REQUIRED WORK:
Please filter the data below down to the lines holding the string "value".

━━ TASK MATERIAL ━━

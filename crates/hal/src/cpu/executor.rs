// Copyright 2025 Irreducible Inc.

//! A single worker thread that retires queued submissions once their waits are satisfied.

use std::{
	any::Any,
	collections::VecDeque,
	panic::{self, AssertUnwindSafe},
	sync::{
		atomic::{AtomicBool, AtomicU64, Ordering},
		Arc, Mutex,
	},
	thread::{self, JoinHandle},
	time::Duration,
};

use tracing::{debug, debug_span, error, warn};

use super::memory;
use crate::{
	buffer::Buffer,
	command_buffer::{CommandBuffer, TransferCommand},
	file::File,
	resource::{ResourceId, ResourceSet},
	semaphore::{publish_signals, timepoints_satisfied, Notifier, Timepoints, WaitMode},
	DeviceSize, Error,
};

/// What a submission does once it starts.
#[derive(Debug)]
pub(super) enum Work {
	Execute(Vec<Arc<CommandBuffer>>),
	/// Orders only; resources attached to the submission are released when it retires.
	Barrier,
	Read {
		file: Arc<dyn File>,
		file_offset: u64,
		buffer: Arc<Buffer>,
		buffer_offset: DeviceSize,
		length: DeviceSize,
	},
	Write {
		buffer: Arc<Buffer>,
		buffer_offset: DeviceSize,
		file: Arc<dyn File>,
		file_offset: u64,
		length: DeviceSize,
	},
}

impl Work {
	fn name(&self) -> &'static str {
		match self {
			Self::Execute(_) => "execute",
			Self::Barrier => "barrier",
			Self::Read { .. } => "read",
			Self::Write { .. } => "write",
		}
	}

	fn run(&self) -> Result<(), Error> {
		match self {
			Self::Execute(command_buffers) => command_buffers
				.iter()
				.try_for_each(|command_buffer| execute_command_buffer(command_buffer)),
			Self::Barrier => Ok(()),
			Self::Read {
				file,
				file_offset,
				buffer,
				buffer_offset,
				length,
			} => memory::with_bytes_mut(buffer, *buffer_offset, *length, |bytes| {
				file.read_at(*file_offset, bytes)
			})?,
			Self::Write {
				buffer,
				buffer_offset,
				file,
				file_offset,
				length,
			} => memory::with_bytes(buffer, *buffer_offset, *length, |bytes| {
				file.write_at(*file_offset, bytes)
			})?,
		}
	}
}

/// Runs every command of `command_buffer` in recording order.
pub(super) fn execute_command_buffer(command_buffer: &CommandBuffer) -> Result<(), Error> {
	for command in command_buffer.commands() {
		match command {
			TransferCommand::Fill {
				target_buffer,
				target_offset,
				length,
				pattern,
			} => memory::fill(target_buffer, *target_offset, *length, pattern)?,
			TransferCommand::Update {
				source,
				target_buffer,
				target_offset,
			} => memory::write(target_buffer, *target_offset, source)?,
			TransferCommand::Copy {
				source_buffer,
				source_offset,
				target_buffer,
				target_offset,
				length,
			} => memory::copy(source_buffer, *source_offset, target_buffer, *target_offset, *length)?,
		}
	}
	Ok(())
}

fn panic_message(payload: &(dyn Any + Send)) -> &str {
	if let Some(message) = payload.downcast_ref::<&str>() {
		message
	} else if let Some(message) = payload.downcast_ref::<String>() {
		message
	} else {
		"unknown panic"
	}
}

/// A queued unit of work with its ordering constraints and retained resources.
#[derive(Debug)]
pub(super) struct Submission {
	pub id: ResourceId,
	pub queue: u32,
	pub waits: Timepoints,
	pub signals: Timepoints,
	pub work: Work,
	pub resources: ResourceSet,
}

impl Submission {
	pub fn new(queue: u32, waits: Timepoints, signals: Timepoints, work: Work) -> Self {
		Self {
			id: ResourceId::next(),
			queue,
			waits,
			signals,
			work,
			resources: ResourceSet::new(),
		}
	}

	/// Runs the work and publishes its outcome on the signal semaphores.
	pub fn retire(self) {
		let _span = debug_span!(
			"retire",
			submission = %self.id,
			queue = self.queue,
			work = self.work.name()
		)
		.entered();
		match panic::catch_unwind(AssertUnwindSafe(|| self.work.run())) {
			Ok(Ok(())) => {
				publish_signals(self.signals.iter().map(|(semaphore, value)| (semaphore, *value)))
			}
			Ok(Err(err)) => self.fail(&err.to_string()),
			Err(payload) => {
				let message = panic_message(payload.as_ref());
				error!(submission = %self.id, message, "submission panicked");
				self.fail(&format!("submission panicked: {message}"));
			}
		}
	}

	/// Propagates a failure to the signal semaphores without running the work.
	pub fn fail(self, message: &str) {
		debug!(submission = %self.id, message, "submission failed");
		for (semaphore, _) in &self.signals {
			semaphore.fail(message);
		}
	}

	fn poll(&self) -> Result<bool, Error> {
		timepoints_satisfied(
			self.waits.iter().map(|(semaphore, value)| (semaphore, *value)),
			WaitMode::All,
		)
	}
}

#[derive(Debug)]
struct Shared {
	pending: Mutex<VecDeque<Submission>>,
	notifier: Arc<Notifier>,
	poll_interval: Duration,
	shutdown: AtomicBool,
	log_submissions: AtomicBool,
	retired: AtomicU64,
}

enum Next {
	Ready(Submission),
	Failed(Submission, Error),
	Idle { has_pending: bool },
}

impl Shared {
	/// Removes the oldest submission that can make progress.
	fn take_next(&self) -> Next {
		let mut pending = self.pending.lock().expect("mutex is always available");
		for index in 0..pending.len() {
			match pending[index].poll() {
				Ok(false) => continue,
				Ok(true) => {
					if let Some(submission) = pending.remove(index) {
						return Next::Ready(submission);
					}
				}
				Err(err) => {
					if let Some(submission) = pending.remove(index) {
						return Next::Failed(submission, err);
					}
				}
			}
		}
		Next::Idle {
			has_pending: !pending.is_empty(),
		}
	}

	fn run(&self) {
		loop {
			let epoch = self.notifier.epoch();
			match self.take_next() {
				Next::Ready(submission) => {
					submission.retire();
					self.retired.fetch_add(1, Ordering::Relaxed);
				}
				Next::Failed(submission, err) => {
					submission.fail(&err.to_string());
					self.retired.fetch_add(1, Ordering::Relaxed);
				}
				Next::Idle { has_pending } => {
					if self.shutdown.load(Ordering::Acquire) {
						self.abandon_pending();
						return;
					}
					// Waits on semaphores reporting to other notifiers are only seen by polling.
					let limit = has_pending.then_some(self.poll_interval);
					self.notifier.wait_for_change(epoch, limit);
				}
			}
		}
	}

	fn abandon_pending(&self) {
		let pending = std::mem::take(&mut *self.pending.lock().expect("mutex is always available"));
		if !pending.is_empty() {
			warn!(count = pending.len(), "device destroyed with unsatisfied submissions");
		}
		for submission in pending {
			submission.fail("device destroyed before the submission's waits were satisfied");
		}
	}
}

/// Owner of the worker thread. Dropping it drains runnable work and joins the thread.
#[derive(Debug)]
pub(super) struct Executor {
	shared: Arc<Shared>,
	thread: Option<JoinHandle<()>>,
}

impl Executor {
	pub fn spawn(name: &str, notifier: Arc<Notifier>, poll_interval: Duration) -> Result<Self, Error> {
		let shared = Arc::new(Shared {
			pending: Mutex::default(),
			notifier,
			poll_interval,
			shutdown: AtomicBool::new(false),
			log_submissions: AtomicBool::new(false),
			retired: AtomicU64::new(0),
		});
		let thread = thread::Builder::new()
			.name(format!("{name}-executor"))
			.spawn({
				let shared = Arc::clone(&shared);
				move || shared.run()
			})?;
		Ok(Self {
			shared,
			thread: Some(thread),
		})
	}

	pub fn submit(&self, submission: Submission) {
		if self.shared.log_submissions.load(Ordering::Relaxed) {
			tracing::info!(
				submission = %submission.id,
				queue = submission.queue,
				work = submission.work.name(),
				waits = submission.waits.len(),
				signals = submission.signals.len(),
				resources = submission.resources.len(),
				"queue submission"
			);
		}
		self.shared
			.pending
			.lock()
			.expect("mutex is always available")
			.push_back(submission);
		self.shared.notifier.notify();
	}

	pub fn flush(&self) {
		self.shared.notifier.notify();
	}

	pub fn pending_count(&self) -> usize {
		self.shared
			.pending
			.lock()
			.expect("mutex is always available")
			.len()
	}

	pub fn retired_count(&self) -> u64 {
		self.shared.retired.load(Ordering::Relaxed)
	}

	pub fn set_log_submissions(&self, enabled: bool) {
		self.shared.log_submissions.store(enabled, Ordering::Relaxed);
	}
}

impl Drop for Executor {
	fn drop(&mut self) {
		self.shared.shutdown.store(true, Ordering::Release);
		self.shared.notifier.notify();
		if let Some(thread) = self.thread.take() {
			if thread.join().is_err() {
				warn!("executor thread panicked");
			}
		}
	}
}
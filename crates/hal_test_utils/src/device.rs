// Copyright 2025 Irreducible Inc.

//! Behavioral tests shared by every backend that moves real data.

use std::{sync::Arc, time::Duration};

use assert_matches::assert_matches;
use gantry_hal::{
	AllocatorPool, Buffer, BufferParams, Device, DeviceSize, Error, File, FileAccess, MemoryFile,
	QueueAffinity, Semaphore, SemaphoreList, Timeout, TransferBufferFlags, WaitMode,
};
use rand::{rngs::StdRng, RngCore, SeedableRng};

const WAIT: Duration = Duration::from_secs(10);

fn random_bytes(rng: &mut StdRng, len: usize) -> Vec<u8> {
	let mut bytes = vec![0u8; len];
	rng.fill_bytes(&mut bytes);
	bytes
}

fn allocate(device: &Device, size: DeviceSize) -> Arc<Buffer> {
	device
		.allocator()
		.allocate_buffer(&BufferParams::default(), size)
		.unwrap()
}

fn download(device: &Device, buffer: &Arc<Buffer>, offset: DeviceSize, len: usize) -> Vec<u8> {
	let mut out = vec![0u8; len];
	device
		.transfer_d2h(
			buffer,
			offset,
			&mut out,
			len as DeviceSize,
			TransferBufferFlags::DEFAULT,
			Timeout::Infinite,
		)
		.unwrap();
	out
}

fn timepoint(semaphore: &Arc<Semaphore>) -> &[Arc<Semaphore>] {
	std::slice::from_ref(semaphore)
}

pub fn test_generic_transfer_round_trip(device: &Device, size: usize) {
	let mut rng = StdRng::seed_from_u64(0);
	let data = random_bytes(&mut rng, size);
	let a = allocate(device, size as DeviceSize * 2);
	let b = allocate(device, size as DeviceSize);

	device
		.transfer_h2d(
			&data,
			&a,
			size as DeviceSize,
			size as DeviceSize,
			TransferBufferFlags::DEFAULT,
			Timeout::after(WAIT),
		)
		.unwrap();
	device
		.transfer_d2d(
			&a,
			size as DeviceSize,
			&b,
			0,
			size as DeviceSize,
			TransferBufferFlags::DEFAULT,
			Timeout::after(WAIT),
		)
		.unwrap();

	assert_eq!(download(device, &b, 0, size), data);
	assert_eq!(download(device, &a, 0, size), vec![0u8; size]);
}

pub fn test_generic_subspan_transfer(device: &Device) {
	let buffer = allocate(device, 64);
	let view = buffer.subspan(16, 32).unwrap();
	device
		.transfer_h2d(&[7u8; 32], &view, 0, 32, TransferBufferFlags::DEFAULT, Timeout::Infinite)
		.unwrap();

	let whole = download(device, &buffer, 0, 64);
	assert_eq!(&whole[..16], &[0u8; 16]);
	assert_eq!(&whole[16..48], &[7u8; 32]);
	assert_eq!(&whole[48..], &[0u8; 16]);

	let result = device.transfer_h2d(
		&[0u8; 8],
		&view,
		28,
		8,
		TransferBufferFlags::DEFAULT,
		Timeout::Infinite,
	);
	assert_matches!(result, Err(Error::OutOfRange(_)));
}

/// Builds `fill -> update -> copy`, each step waiting on the previous, submitted in reverse order
/// and released by a single host signal.
pub fn test_generic_semaphore_chain(device: &Device) {
	let source = allocate(device, 16);
	let target = allocate(device, 16);
	let timeline = device.create_semaphore(0).unwrap();
	let chain = timepoint(&timeline);

	device
		.queue_copy(
			QueueAffinity::ANY,
			SemaphoreList::new(chain, &[3]),
			SemaphoreList::new(chain, &[4]),
			&source,
			0,
			&target,
			0,
			16,
		)
		.unwrap();
	device
		.queue_update(
			QueueAffinity::ANY,
			SemaphoreList::new(chain, &[2]),
			SemaphoreList::new(chain, &[3]),
			&[1, 2, 3, 4],
			&source,
			4,
		)
		.unwrap();
	device
		.queue_fill(
			QueueAffinity::ANY,
			SemaphoreList::new(chain, &[1]),
			SemaphoreList::new(chain, &[2]),
			&source,
			0,
			16,
			&[0xEE, 0xFF],
		)
		.unwrap();

	assert_matches!(
		device.wait_semaphores(
			WaitMode::All,
			SemaphoreList::new(chain, &[4]),
			Timeout::Immediate
		),
		Err(Error::DeadlineExceeded)
	);
	timeline.signal(1).unwrap();
	device
		.wait_semaphores(WaitMode::All, SemaphoreList::new(chain, &[4]), Timeout::after(WAIT))
		.unwrap();

	let mut expected = [0xEE, 0xFF].repeat(8);
	expected[4..8].copy_from_slice(&[1, 2, 3, 4]);
	assert_eq!(download(device, &target, 0, 16), expected);
}

pub fn test_generic_wait_any(device: &Device) {
	let a = device.create_semaphore(0).unwrap();
	let b = device.create_semaphore(0).unwrap();
	let semaphores = [a, Arc::clone(&b)];
	let list = SemaphoreList::new(&semaphores, &[1, 1]);

	device
		.queue_barrier(
			QueueAffinity::ANY,
			SemaphoreList::empty(),
			SemaphoreList::new(timepoint(&b), &[1]),
		)
		.unwrap();
	device
		.wait_semaphores(WaitMode::Any, list, Timeout::after(WAIT))
		.unwrap();
	assert_matches!(
		device.wait_semaphores(WaitMode::All, list, Timeout::after(Duration::from_millis(5))),
		Err(Error::DeadlineExceeded)
	);
}

pub fn test_generic_file_round_trip(device: &Device, size: usize) {
	let mut rng = StdRng::seed_from_u64(1);
	let data = random_bytes(&mut rng, size);
	let source: Arc<dyn File> = Arc::new(MemoryFile::new(FileAccess::READ, data.clone()));
	let target = Arc::new(MemoryFile::new(FileAccess::WRITE, Vec::new()));
	let target_file: Arc<dyn File> = target.clone();
	let buffer = allocate(device, size as DeviceSize);
	let timeline = device.create_semaphore(0).unwrap();
	let chain = timepoint(&timeline);

	device
		.queue_read(
			QueueAffinity::ANY,
			SemaphoreList::empty(),
			SemaphoreList::new(chain, &[1]),
			&source,
			0,
			&buffer,
			0,
			size as DeviceSize,
		)
		.unwrap();
	device
		.queue_write(
			QueueAffinity::ANY,
			SemaphoreList::new(chain, &[1]),
			SemaphoreList::new(chain, &[2]),
			&buffer,
			0,
			&target_file,
			8,
			size as DeviceSize,
		)
		.unwrap();
	device
		.wait_semaphores(WaitMode::All, SemaphoreList::new(chain, &[2]), Timeout::after(WAIT))
		.unwrap();

	let written = target.contents();
	assert_eq!(&written[..8], &[0u8; 8]);
	assert_eq!(&written[8..], &data[..]);

	// Files opened read-only cannot be written to.
	let result = device.queue_write(
		QueueAffinity::ANY,
		SemaphoreList::empty(),
		SemaphoreList::empty(),
		&buffer,
		0,
		&source,
		0,
		1,
	);
	assert_matches!(result, Err(Error::PermissionDenied(_)));
}

pub fn test_generic_queue_alloca_dealloca(device: &Device) {
	let timeline = device.create_semaphore(0).unwrap();
	let chain = timepoint(&timeline);

	let buffer = device
		.queue_alloca(
			QueueAffinity::ANY,
			SemaphoreList::empty(),
			SemaphoreList::new(chain, &[1]),
			AllocatorPool::DEFAULT,
			&BufferParams::default(),
			128,
		)
		.unwrap();
	assert_eq!(buffer.byte_length(), 128);
	timeline.wait(1, Timeout::after(WAIT)).unwrap();

	device
		.transfer_h2d(&[9u8; 128], &buffer, 0, 128, TransferBufferFlags::DEFAULT, Timeout::Infinite)
		.unwrap();
	assert_eq!(download(device, &buffer, 0, 128), vec![9u8; 128]);

	device
		.queue_dealloca(
			QueueAffinity::ANY,
			SemaphoreList::new(chain, &[1]),
			SemaphoreList::new(chain, &[2]),
			&buffer,
		)
		.unwrap();
	drop(buffer);
	timeline.wait(2, Timeout::after(WAIT)).unwrap();
}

━━━

FINISHED TASK:
				publish_signals(self.signals.iter().map(|(semaphore, value)| (semaphore, *value)))
			self.waits.iter().map(|(semaphore, value)| (semaphore, *value)),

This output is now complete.